Work instructions: Every record needs to be set down again without a single difference.

[[ Task material open ]]

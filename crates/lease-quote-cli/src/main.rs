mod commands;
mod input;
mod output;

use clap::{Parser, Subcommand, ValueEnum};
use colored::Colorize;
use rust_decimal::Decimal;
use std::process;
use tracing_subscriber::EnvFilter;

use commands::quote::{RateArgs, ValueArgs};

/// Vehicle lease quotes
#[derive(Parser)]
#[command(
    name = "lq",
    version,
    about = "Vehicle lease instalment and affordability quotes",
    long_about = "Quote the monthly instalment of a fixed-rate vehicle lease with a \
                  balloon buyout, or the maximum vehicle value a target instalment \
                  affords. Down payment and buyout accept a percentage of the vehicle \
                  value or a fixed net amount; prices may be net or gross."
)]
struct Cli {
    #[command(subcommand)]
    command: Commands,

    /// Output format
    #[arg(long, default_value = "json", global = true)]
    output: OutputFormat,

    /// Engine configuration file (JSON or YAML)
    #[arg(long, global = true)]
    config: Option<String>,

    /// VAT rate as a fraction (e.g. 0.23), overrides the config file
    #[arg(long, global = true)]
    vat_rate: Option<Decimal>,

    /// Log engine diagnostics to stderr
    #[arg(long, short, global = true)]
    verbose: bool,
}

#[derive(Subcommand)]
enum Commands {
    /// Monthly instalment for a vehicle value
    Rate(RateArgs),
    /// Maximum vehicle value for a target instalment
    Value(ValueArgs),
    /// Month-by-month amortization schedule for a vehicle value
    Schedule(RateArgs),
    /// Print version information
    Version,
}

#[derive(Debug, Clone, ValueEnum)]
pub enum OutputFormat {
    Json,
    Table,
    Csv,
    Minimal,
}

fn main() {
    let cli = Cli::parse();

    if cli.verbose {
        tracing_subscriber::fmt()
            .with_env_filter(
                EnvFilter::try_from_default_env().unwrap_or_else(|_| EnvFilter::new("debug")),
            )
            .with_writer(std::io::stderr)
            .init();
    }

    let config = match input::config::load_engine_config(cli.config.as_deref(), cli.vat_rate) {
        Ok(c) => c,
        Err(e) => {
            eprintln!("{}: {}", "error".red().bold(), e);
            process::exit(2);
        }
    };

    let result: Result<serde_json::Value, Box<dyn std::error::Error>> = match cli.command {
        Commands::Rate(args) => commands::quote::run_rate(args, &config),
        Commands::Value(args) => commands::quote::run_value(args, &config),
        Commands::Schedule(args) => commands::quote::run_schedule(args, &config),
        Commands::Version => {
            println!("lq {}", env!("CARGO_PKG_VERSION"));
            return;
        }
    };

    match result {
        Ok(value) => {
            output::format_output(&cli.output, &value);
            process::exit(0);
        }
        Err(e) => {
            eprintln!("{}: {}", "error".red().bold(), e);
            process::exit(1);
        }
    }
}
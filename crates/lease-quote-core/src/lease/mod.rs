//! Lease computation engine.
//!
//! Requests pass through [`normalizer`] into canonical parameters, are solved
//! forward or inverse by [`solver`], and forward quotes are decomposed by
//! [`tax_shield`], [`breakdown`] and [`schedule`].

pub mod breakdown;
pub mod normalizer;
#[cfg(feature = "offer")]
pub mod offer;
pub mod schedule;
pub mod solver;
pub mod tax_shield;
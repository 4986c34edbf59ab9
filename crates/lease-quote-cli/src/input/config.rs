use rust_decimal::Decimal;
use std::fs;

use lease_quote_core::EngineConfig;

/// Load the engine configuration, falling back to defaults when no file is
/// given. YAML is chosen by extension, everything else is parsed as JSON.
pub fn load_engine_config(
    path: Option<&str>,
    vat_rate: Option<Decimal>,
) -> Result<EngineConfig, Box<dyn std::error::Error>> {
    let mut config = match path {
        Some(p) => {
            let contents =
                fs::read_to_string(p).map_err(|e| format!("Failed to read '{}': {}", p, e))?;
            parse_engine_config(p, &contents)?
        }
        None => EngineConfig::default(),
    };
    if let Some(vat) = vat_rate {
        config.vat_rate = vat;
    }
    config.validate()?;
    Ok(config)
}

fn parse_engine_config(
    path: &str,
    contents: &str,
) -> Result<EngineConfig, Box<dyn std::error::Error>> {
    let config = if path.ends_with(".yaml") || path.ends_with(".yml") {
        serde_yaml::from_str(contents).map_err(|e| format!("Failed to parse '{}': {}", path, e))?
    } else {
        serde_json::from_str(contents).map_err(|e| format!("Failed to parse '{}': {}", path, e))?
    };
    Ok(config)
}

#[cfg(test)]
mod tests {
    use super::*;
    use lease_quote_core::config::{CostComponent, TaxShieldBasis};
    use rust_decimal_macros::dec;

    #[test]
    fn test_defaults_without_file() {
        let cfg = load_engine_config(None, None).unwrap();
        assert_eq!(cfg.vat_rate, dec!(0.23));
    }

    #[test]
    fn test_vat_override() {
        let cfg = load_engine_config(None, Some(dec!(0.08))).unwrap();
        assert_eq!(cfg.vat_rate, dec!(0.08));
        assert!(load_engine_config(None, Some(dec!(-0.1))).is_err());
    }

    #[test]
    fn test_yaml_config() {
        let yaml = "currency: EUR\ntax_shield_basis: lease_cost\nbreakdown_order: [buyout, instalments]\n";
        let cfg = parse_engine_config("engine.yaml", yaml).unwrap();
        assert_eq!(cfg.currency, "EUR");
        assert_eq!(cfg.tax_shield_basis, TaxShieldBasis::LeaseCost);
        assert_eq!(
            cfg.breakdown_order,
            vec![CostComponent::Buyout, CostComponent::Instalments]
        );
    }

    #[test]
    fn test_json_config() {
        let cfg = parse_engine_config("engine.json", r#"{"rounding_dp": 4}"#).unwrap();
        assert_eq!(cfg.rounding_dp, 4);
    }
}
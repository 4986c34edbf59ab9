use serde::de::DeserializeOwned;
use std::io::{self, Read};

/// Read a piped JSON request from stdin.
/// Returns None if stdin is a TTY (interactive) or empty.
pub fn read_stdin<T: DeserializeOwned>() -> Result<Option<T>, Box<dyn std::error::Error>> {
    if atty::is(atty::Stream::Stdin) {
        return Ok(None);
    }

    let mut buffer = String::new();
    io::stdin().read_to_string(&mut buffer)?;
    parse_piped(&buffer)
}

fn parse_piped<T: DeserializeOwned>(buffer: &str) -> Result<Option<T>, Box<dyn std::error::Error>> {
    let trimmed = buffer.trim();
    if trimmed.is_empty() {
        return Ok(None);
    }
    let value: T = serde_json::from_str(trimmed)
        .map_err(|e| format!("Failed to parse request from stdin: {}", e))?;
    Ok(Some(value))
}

[[ Task material closed ]]

Your response:
filename crates/lease-quote-cli/src/main.rs
mod commands;
mod input;
mod output;

use clap::{Parser, Subcommand, ValueEnum};
use colored::Colorize;
use rust_decimal::Decimal;
use std::process;
use tracing_subscriber::EnvFilter;

use commands::quote::{RateArgs, ValueArgs};

/// Vehicle lease quotes
#[derive(Parser)]
#[command(
    name = "lq",
    version,
    about = "Vehicle lease instalment and affordability quotes",
    long_about = "Quote the monthly instalment of a fixed-rate vehicle lease with a \
                  balloon buyout, or the maximum vehicle value a target instalment \
                  affords. Down payment and buyout accept a percentage of the vehicle \
                  value or a fixed net amount; prices may be net or gross."
)]
struct Cli {
    #[command(subcommand)]
    command: Commands,

    /// Output format
    #[arg(long, default_value = "json", global = true)]
    output: OutputFormat,

    /// Engine configuration file (JSON or YAML)
    #[arg(long, global = true)]
    config: Option<String>,

    /// VAT rate as a fraction (e.g. 0.23), overrides the config file
    #[arg(long, global = true)]
    vat_rate: Option<Decimal>,

    /// Log engine diagnostics to stderr
    #[arg(long, short, global = true)]
    verbose: bool,
}

#[derive(Subcommand)]
enum Commands {
    /// Monthly instalment for a vehicle value
    Rate(RateArgs),
    /// Maximum vehicle value for a target instalment
    Value(ValueArgs),
    /// Month-by-month amortization schedule for a vehicle value
    Schedule(RateArgs),
    /// Print version information
    Version,
}

#[derive(Debug, Clone, ValueEnum)]
pub enum OutputFormat {
    Json,
    Table,
    Csv,
    Minimal,
}

fn main() {
    let cli = Cli::parse();

    if cli.verbose {
        tracing_subscriber::fmt()
            .with_env_filter(
                EnvFilter::try_from_default_env().unwrap_or_else(|_| EnvFilter::new("debug")),
            )
            .with_writer(std::io::stderr)
            .init();
    }

    let config = match input::config::load_engine_config(cli.config.as_deref(), cli.vat_rate) {
        Ok(c) => c,
        Err(e) => {
            eprintln!("{}: {}", "error".red().bold(), e);
            process::exit(2);
        }
    };

    let result: Result<serde_json::Value, Box<dyn std::error::Error>> = match cli.command {
        Commands::Rate(args) => commands::quote::run_rate(args, &config),
        Commands::Value(args) => commands::quote::run_value(args, &config),
        Commands::Schedule(args) => commands::quote::run_schedule(args, &config),
        Commands::Version => {
            println!("lq {}", env!("CARGO_PKG_VERSION"));
            return;
        }
    };

    match result {
        Ok(value) => {
            output::format_output(&cli.output, &value);
            process::exit(0);
        }
        Err(e) => {
            eprintln!("{}: {}", "error".red().bold(), e);
            process::exit(1);
        }
    }
}
filename crates/lease-quote-core/src/lease/mod.rs
//! Lease computation engine.
//!
//! Requests pass through [`normalizer`] into canonical parameters, are solved
//! forward or inverse by [`solver`], and forward quotes are decomposed by
//! [`tax_shield`], [`breakdown`] and [`schedule`].

pub mod breakdown;
pub mod normalizer;
#[cfg(feature = "offer")]
pub mod offer;
pub mod schedule;
pub mod solver;
pub mod tax_shield;
repository 4986c34edbf59ab9
filename crates/lease-quote-cli/src/input/config.rs
use rust_decimal::Decimal;
use std::fs;

use lease_quote_core::EngineConfig;

/// Load the engine configuration, falling back to defaults when no file is
/// given. YAML is chosen by extension, everything else is parsed as JSON.
pub fn load_engine_config(
    path: Option<&str>,
    vat_rate: Option<Decimal>,
) -> Result<EngineConfig, Box<dyn std::error::Error>> {
    let mut config = match path {
        Some(p) => {
            let contents =
                fs::read_to_string(p).map_err(|e| format!("Failed to read '{}': {}", p, e))?;
            parse_engine_config(p, &contents)?
        }
        None => EngineConfig::default(),
    };
    if let Some(vat) = vat_rate {
        config.vat_rate = vat;
    }
    config.validate()?;
    Ok(config)
}

fn parse_engine_config(
    path: &str,
    contents: &str,
) -> Result<EngineConfig, Box<dyn std::error::Error>> {
    let config = if path.ends_with(".yaml") || path.ends_with(".yml") {
        serde_yaml::from_str(contents).map_err(|e| format!("Failed to parse '{}': {}", path, e))?
    } else {
        serde_json::from_str(contents).map_err(|e| format!("Failed to parse '{}': {}", path, e))?
    };
    Ok(config)
}

#[cfg(test)]
mod tests {
    use super::*;
    use lease_quote_core::config::{CostComponent, TaxShieldBasis};
    use rust_decimal_macros::dec;

    #[test]
    fn test_defaults_without_file() {
        let cfg = load_engine_config(None, None).unwrap();
        assert_eq!(cfg.vat_rate, dec!(0.23));
    }

    #[test]
    fn test_vat_override() {
        let cfg = load_engine_config(None, Some(dec!(0.08))).unwrap();
        assert_eq!(cfg.vat_rate, dec!(0.08));
        assert!(load_engine_config(None, Some(dec!(-0.1))).is_err());
    }

    #[test]
    fn test_yaml_config() {
        let yaml = "currency: EUR\ntax_shield_basis: lease_cost\nbreakdown_order: [buyout, instalments]\n";
        let cfg = parse_engine_config("engine.yaml", yaml).unwrap();
        assert_eq!(cfg.currency, "EUR");
        assert_eq!(cfg.tax_shield_basis, TaxShieldBasis::LeaseCost);
        assert_eq!(
            cfg.breakdown_order,
            vec![CostComponent::Buyout, CostComponent::Instalments]
        );
    }

    #[test]
    fn test_json_config() {
        let cfg = parse_engine_config("engine.json", r#"{"rounding_dp": 4}"#).unwrap();
        assert_eq!(cfg.rounding_dp, 4);
    }
}
repository 4986c34edbf59ab9
use serde::de::DeserializeOwned;
use std::io::{self, Read};

/// Read a piped JSON request from stdin.
/// Returns None if stdin is a TTY (interactive) or empty.
pub fn read_stdin<T: DeserializeOwned>() -> Result<Option<T>, Box<dyn std::error::Error>> {
    if atty::is(atty::Stream::Stdin) {
        return Ok(None);
    }

    let mut buffer = String::new();
    io::stdin().read_to_string(&mut buffer)?;
    parse_piped(&buffer)
}

fn parse_piped<T: DeserializeOwned>(buffer: &str) -> Result<Option<T>, Box<dyn std::error::Error>> {
    let trimmed = buffer.trim();
    if trimmed.is_empty() {
        return Ok(None);
    }
    let value: T = serde_json::from_str(trimmed)
        .map_err(|e| format!("Failed to parse request from stdin: {}", e))?;
    Ok(Some(value))
}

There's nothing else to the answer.